Reader-to-Writer: Changing my perspective #2 – Writing to a formula

I have a formula. It’s called – the Pied Piper formula: write one sentence and the rest will follow.  I wanted to stop the post there, but it’s not actually why I wrote this post. It does however explain how I got to my ending.

I was worried about my book not following the normal formula for Urban Fantasy as I see it: there’s a crime to solve, a baddie to uncover, a love interest to fall in love with. Yeah, I guess I have some of those things going on, but I don’t have what I feel is a normal ending. I guess it could be seen as a cliffhanger. But to me, it’s where I felt the book needed to end. And the reason I introduce a new element? I don’t want readers to be annoyed if the tone of the book is adjusted a little in future books; I want them to know that there is something bigger at play and that I’ve thought about my world from book 1.  Some people don’t like being surprised by an element they didn’t sign up for.

So I got there in the end, and so far, no beta readers have wanted to slap me silly with my own ending.  And now I’m thinking about a bunch of readers sitting around a room talking. “Did you beta?” “No, I came second.”

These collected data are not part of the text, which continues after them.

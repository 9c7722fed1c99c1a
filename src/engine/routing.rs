// ==========================================
// IGU 回收碳排放评估 - 默认路线解析
// ==========================================
// 职责: 由地点与分段覆盖值生成路线注册表 (大圆距离, 无网络调用)
// 红线: 纯函数; 加载的路线表条目优先于此处结果
// ==========================================

use crate::domain::{Location, RouteConfig, RouteKey, RouteRegistry, TransportMode, TransportModeConfig};
use serde::{Deserialize, Serialize};
use tracing::debug;

/// 地球平均半径 (km)
pub const EARTH_RADIUS_KM: f64 = 6371.0;

/// 两点间大圆距离 (km)
pub fn haversine_km(a: &Location, b: &Location) -> f64 {
    let (lat1, lon1) = (a.lat.to_radians(), a.lon.to_radians());
    let (lat2, lon2) = (b.lat.to_radians(), b.lon.to_radians());
    let dlat = lat2 - lat1;
    let dlon = lon2 - lon1;

    let h = (dlat / 2.0).sin().powi(2) + lat1.cos() * lat2.cos() * (dlon / 2.0).sin().powi(2);
    let c = 2.0 * h.sqrt().atan2((1.0 - h).sqrt());
    EARTH_RADIUS_KM * c
}

/// A 段 (origin → processor) 与 B 段 (processor → reuse) 距离
#[derive(Debug, Clone, Copy, PartialEq, Serialize, Deserialize)]
pub struct RouteDistances {
    pub truck_a_km: f64,
    pub ferry_a_km: f64,
    pub truck_b_km: f64,
    pub ferry_b_km: f64,
}

/// 计算 A/B 段距离
///
/// # 规则
/// - 大圆距离 ≤ 0 (同点) → 回退距离
/// - 卡车距离覆盖值优先; 轮渡距离默认 0, 仅由覆盖值给出
pub fn compute_route_distances(transport: &TransportModeConfig) -> RouteDistances {
    let mut base_a = haversine_km(&transport.origin, &transport.processor);
    let mut base_b = haversine_km(&transport.processor, &transport.reuse);
    if base_a <= 0.0 {
        base_a = transport.fallback_a_km;
    }
    if base_b <= 0.0 {
        base_b = transport.fallback_b_km;
    }

    RouteDistances {
        truck_a_km: transport.override_a_truck_km.unwrap_or(base_a),
        ferry_a_km: transport.override_a_ferry_km.unwrap_or(0.0),
        truck_b_km: transport.override_b_truck_km.unwrap_or(base_b),
        ferry_b_km: transport.override_b_ferry_km.unwrap_or(0.0),
    }
}

fn leg(truck_km: f64, ferry_km: f64) -> RouteConfig {
    // 负值覆盖按 0 处理
    let truck_km = truck_km.max(0.0);
    let ferry_km = ferry_km.max(0.0);
    let mode = if ferry_km > 0.0 {
        TransportMode::RoadFerry
    } else {
        TransportMode::Road
    };
    RouteConfig {
        mode,
        truck_km,
        ferry_km,
    }
}

fn landfill_leg(from: &Location, landfill: Option<&Location>, fallback_km: f64) -> RouteConfig {
    let km = landfill
        .map(|l| haversine_km(from, l))
        .filter(|d| *d > 0.0)
        .unwrap_or(fallback_km);
    leg(km, 0.0)
}

/// 生成默认路线注册表 (覆盖全部路线键)
///
/// # 规则
/// - origin_to_processor ← A 段
/// - processor_to_{reuse,recycling,glasswool,container} ← B 段
/// - 填埋段: 有填埋场地点时按大圆距离, 否则取 A/B 回退距离
pub fn resolve_default_routes(transport: &TransportModeConfig) -> RouteRegistry {
    let d = compute_route_distances(transport);
    let a = leg(d.truck_a_km, d.ferry_a_km);
    let b = leg(d.truck_b_km, d.ferry_b_km);
    let landfill = transport.landfill.as_ref();

    let registry: RouteRegistry = [
        (RouteKey::OriginToProcessor, a),
        (RouteKey::ProcessorToReuse, b),
        (RouteKey::ProcessorToRecycling, b),
        (RouteKey::ProcessorToGlasswool, b),
        (RouteKey::ProcessorToContainer, b),
        (
            RouteKey::OriginToLandfill,
            landfill_leg(&transport.origin, landfill, transport.fallback_a_km),
        ),
        (
            RouteKey::ProcessorToLandfill,
            landfill_leg(&transport.processor, landfill, transport.fallback_b_km),
        ),
    ]
    .into_iter()
    .collect();

    debug!(
        truck_a_km = d.truck_a_km,
        truck_b_km = d.truck_b_km,
        "默认路线已解析"
    );
    registry
}

#[cfg(test)]
mod tests {
    use super::*;

    fn transport(origin: Location, processor: Location, reuse: Location) -> TransportModeConfig {
        TransportModeConfig {
            origin,
            processor,
            reuse,
            landfill: None,
            emissionfactor_truck: 0.04,
            emissionfactor_ferry: 0.045,
            backhaul_factor: 1.3,
            override_a_truck_km: None,
            override_a_ferry_km: None,
            override_b_truck_km: None,
            override_b_ferry_km: None,
            fallback_a_km: 100.0,
            fallback_b_km: 100.0,
        }
    }

    #[test]
    fn test_haversine_known_distance() {
        // 伦敦 → 巴黎 约 344 km
        let london = Location { lat: 51.5074, lon: -0.1278 };
        let paris = Location { lat: 48.8566, lon: 2.3522 };
        let d = haversine_km(&london, &paris);
        assert!((d - 343.5).abs() < 2.0, "got {}", d);
        assert_eq!(haversine_km(&london, &london), 0.0);
    }

    #[test]
    fn test_coincident_points_use_fallback() {
        let p = Location { lat: 0.0, lon: 0.0 };
        let d = compute_route_distances(&transport(p, p, p));
        assert_eq!(d.truck_a_km, 100.0);
        assert_eq!(d.truck_b_km, 100.0);
        assert_eq!(d.ferry_a_km, 0.0);
    }

    #[test]
    fn test_overrides_and_ferry_mode() {
        let p = Location { lat: 0.0, lon: 0.0 };
        let mut t = transport(p, p, p);
        t.override_b_truck_km = Some(250.0);
        t.override_b_ferry_km = Some(40.0);

        let routes = resolve_default_routes(&t);
        assert_eq!(routes.len(), RouteKey::ALL.len());

        let b = routes.get(RouteKey::ProcessorToReuse).unwrap();
        assert_eq!(b.truck_km, 250.0);
        assert_eq!(b.mode, TransportMode::RoadFerry);

        let landfill = routes.get(RouteKey::OriginToLandfill).unwrap();
        assert_eq!(landfill.truck_km, 100.0);
        assert_eq!(landfill.mode, TransportMode::Road);
    }
}
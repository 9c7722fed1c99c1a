// ==========================================
// IGU 回收碳排放评估 - 配置层错误类型
// ==========================================
// 工具: thiserror 派生宏
// 红线: 缺失必需参数必须在计算开始前失败
// ==========================================

use crate::domain::error::DomainError;
use crate::importer::error::ImportError;
use thiserror::Error;

#[derive(Error, Debug)]
pub enum ConfigError {
    // ===== 参数缺失/格式 =====
    #[error("缺少必需参数: {0}")]
    MissingKey(String),

    #[error("参数值格式错误 (key: {key}, value: {value}): {message}")]
    InvalidValue {
        key: String,
        value: String,
        message: String,
    },

    // ===== 参数文件 =====
    #[error("参数文件缺少 Key/Value 列: {0}")]
    MissingColumns(String),

    #[error("参数文件读取失败: {0}")]
    Import(#[from] ImportError),

    // ===== 领域校验 =====
    #[error("参数不满足领域约束: {0}")]
    Domain(#[from] DomainError),
}

impl ConfigError {
    pub fn invalid(key: &str, value: &str, message: impl Into<String>) -> Self {
        ConfigError::InvalidValue {
            key: key.to_string(),
            value: value.to_string(),
            message: message.into(),
        }
    }
}

pub type ConfigResult<T> = Result<T, ConfigError>;
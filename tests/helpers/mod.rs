// ==========================================
// 集成测试公共模块
// ==========================================
#![allow(dead_code)]

pub mod mock_config;
pub mod test_data_builder;
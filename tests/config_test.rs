// ==========================================
// 配置层集成测试
// ==========================================
// 覆盖: 参数文件叠加, 必需参数缺失即失败, 取值校验
// ==========================================

use igu_recovery::config::{
    build_transport_config, config_keys as k, ConfigError, EmissionParameters, ParameterSet,
};
use igu_recovery::domain::RepurposeIntensity;
use igu_recovery::engine::{BatchContext, EngineError};
use std::fs;
use tempfile::TempDir;

fn write_params(dir: &TempDir, body: &str) -> std::path::PathBuf {
    let path = dir.path().join("project_parameters.csv");
    fs::write(&path, format!("Key,Value,Unit\n{}", body)).unwrap();
    path
}

#[test]
fn test_parameter_file_overrides_builtin() {
    let dir = TempDir::new().unwrap();
    let path = write_params(
        &dir,
        "E_SITE_KGCO2_PER_M2,0.3,kgCO2e/m2\n\
         REPURPOSE_INTENSITY,light,\n\
         ,ignored,\n",
    );

    let set = ParameterSet::load_layered(Some(path.as_path())).unwrap();
    let ctx = BatchContext::from_parameters(&set, None).unwrap();
    assert_eq!(ctx.processes.e_site_kgco2_per_m2, 0.3);
    assert_eq!(ctx.decisions.repurpose_intensity, RepurposeIntensity::Light);
    // 未覆盖的键保持内置值
    assert_eq!(ctx.transport.backhaul_factor, 1.3);
}

#[test]
fn test_explicit_missing_file_is_error() {
    let dir = TempDir::new().unwrap();
    let result = ParameterSet::load_layered(Some(dir.path().join("absent.csv").as_path()));
    assert!(matches!(result, Err(ConfigError::Import(_))));
}

#[test]
fn test_file_without_key_column_is_rejected() {
    let dir = TempDir::new().unwrap();
    let path = dir.path().join("bad.csv");
    fs::write(&path, "Name,Amount\nE_SITE,1\n").unwrap();
    assert!(matches!(
        ParameterSet::load_file(&path),
        Err(ConfigError::MissingColumns(_))
    ));
}

#[test]
fn test_missing_required_key_fails_before_calculation() {
    let mut set = ParameterSet::builtin();
    set.remove(k::VIRGIN_GLASS_KGCO2_PER_KG);

    match EmissionParameters::from_parameters(&set) {
        Err(ConfigError::MissingKey(key)) => assert_eq!(key, k::VIRGIN_GLASS_KGCO2_PER_KG),
        other => panic!("expected MissingKey, got {:?}", other),
    }
    assert!(matches!(
        BatchContext::from_parameters(&set, None),
        Err(EngineError::Config(ConfigError::MissingKey(_)))
    ));
}

#[test]
fn test_out_of_range_values_rejected() {
    let mut set = ParameterSet::builtin();
    set.set(k::BREAKAGE_RATE_GLOBAL, 1.5);
    assert!(BatchContext::from_parameters(&set, None).is_err());

    let mut set = ParameterSet::builtin();
    set.set(k::BACKHAUL_FACTOR, 0.8);
    assert!(build_transport_config(&set).is_err());

    let mut set = ParameterSet::builtin();
    set.set(k::REPURPOSE_INTENSITY, "extreme");
    assert!(BatchContext::from_parameters(&set, None).is_err());
}

#[test]
fn test_half_specified_location_is_missing_key() {
    let mut set = ParameterSet::builtin();
    set.set(k::LANDFILL_LAT, 51.0);
    match build_transport_config(&set) {
        Err(ConfigError::MissingKey(key)) => assert_eq!(key, k::LANDFILL_LON),
        other => panic!("expected MissingKey, got {:?}", other),
    }
}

It’s like helping my daughter with a maths problem. Let’s say it has something to do with ducks. In my head I’m saying the answer, “Seven.” My eyes are also trying to communicate the word, seven, telepathically and my hands are saying, “Let’s get there by working it out this way.” *starts depicting ducks as straight, neat lines* She’s doodling on her note pad, ignoring me while I keep forcing my ‘working out’ process down her throat and we get nowhere. So I walk away. And when I come back, she’s drawn  and coloured in 49 little ducks in haphazard groups. It’s taken her longer to get there, but when she does she has a smile on her face and incidentally, so do they.

So although I would love to have all my ducks in a row, I would pick those little smiling blobs of craziness over mine any day.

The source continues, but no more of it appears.